Joan Rivers: Broke and Alone … in L.A.
(Canon Theater, Beverly Hills280 seats;$50 top) Clear Channel Entertainment
and Canon Theatricals present a comedy concert in one act, written and
performed by Joan Rivers. With Henry Phillips and Jondo. Opened and reviewed
April 23, 2003; closed April 26. Running time, 90 MIN.
By JULIO MARTINEZ
This bare-bones evening of comical diatribe could give credence to the
show’s title that this venerable queen of insults is indeed broke and alone
in L.A. After brief, underwhelming opening-act turns by singer/comedian
Henry Phillips and the a capella doo-wop quartet Jondo, Joan Rivers
immediately takes umbrage at the show’s lack of production values by walking
to the extremities of the stage and disappearing into the shadows on either
side. “You notice the follow spot,” she asks? “There is none,” she shouts,
projecting the full weight of her well-honed sense of indignity. Noting that
she has recently played a lot of less-than-stellar venues around the
country, she states, “I am the Willy Loman of comics.”
Rivers wastes no time in running rampant over a broad range of victims,
declaring, “I don’t do jokes, I do concepts.” She concentrates much of her
energies on an inequity of life that has her performing “in this ugly,
disgusting theater, while Monica Lewinsky has a special on ABC.” Given how
Lewinsky rose to prominence as a celebrity, Rivers concludes the last thing
a woman needs to succeed is brains and talent. She then proceeds to take
shots at such celebs as Pamela Anderson and Anna Nicole Smith. She also
levels criticism at her daughter for turning down an opportunity to make a
lot of money posing for Playboy. She determinedly affirms that we live in a
“take the money and run” world.
Rivers enjoys getting on a thematic riff and pummeling it into oblivion.
During her hour-plus, she levels barbs at such disparate subjects as
marriage, sex, old people, the Iraqi war, terrorists, travel and whatever
else is displeasing her. She masterfully plays her audience, even to the
point of making a couple of audience members partners in her jaundiced
commentaries whether they want to be or not.
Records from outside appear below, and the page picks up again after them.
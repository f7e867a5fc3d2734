//! Session interruption flag.

use std::sync::atomic::{AtomicBool, Ordering};
use std::sync::Arc;

/// Interruption flag shared between a session and whoever may kill it.
///
/// The coordinator polls the flag between engine calls; it never
/// interrupts a call in progress.
#[derive(Debug, Clone, Default)]
pub struct KillSwitch(Arc<AtomicBool>);

impl KillSwitch {
    /// Creates an unset flag.
    pub fn new() -> Self {
        Self::default()
    }

    /// Requests interruption.
    pub fn kill(&self) {
        self.0.store(true, Ordering::Release);
    }

    /// Returns true once interruption was requested.
    #[inline]
    pub fn is_killed(&self) -> bool {
        self.0.load(Ordering::Acquire)
    }

    /// Clears the flag, for a session that survives a query kill.
    pub fn reset(&self) {
        self.0.store(false, Ordering::Release);
    }
}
In conversing with one man sitting in the front row, she discovers his
parents are dead and were cremated. She informs him that she dutifully had
her mother-in-law cremated despite the fact that the ungrateful old lady
kept yelling “It’s hot.” She also confides that her husband requested that
she visit him every day when he died. She deadpans, “I had his ashes spread
over Neiman Marcus.”
Rivers spends a lot of the show luxuriating over the wonders of cosmetic
surgery, her own and everybody else’s. Unabashedly chronicling her many
adventures under the knife, she admits it must be confusing when she visits
her grandchildren: “They call me Nanna New Face.” One hilarious anecdote
relates the time she, Bette Midler and several other high-profile women
attended a birthday party for a celebrity surgeon known for his botox
treatments: It was pitiful because no one could help the doc blow out the
candles on his cake.
Despite Rivers’ brilliance at skewering almost anything under the sun, there
is an aura of awkward shabbiness that permeates this limited-run showcase.
During his 20-minute set, understated singer/satirist Phillips plays an
out-of-tune acoustic guitar. The single onstage mike and poor sound system
are woefully inadequate to project the harmonies of Jondo (Vincent Coulson,
Cary Nash, Bejay Watson, Bryant Woodert) who were showcased to greater
effect when performing on the patio of the L.A. Music Center.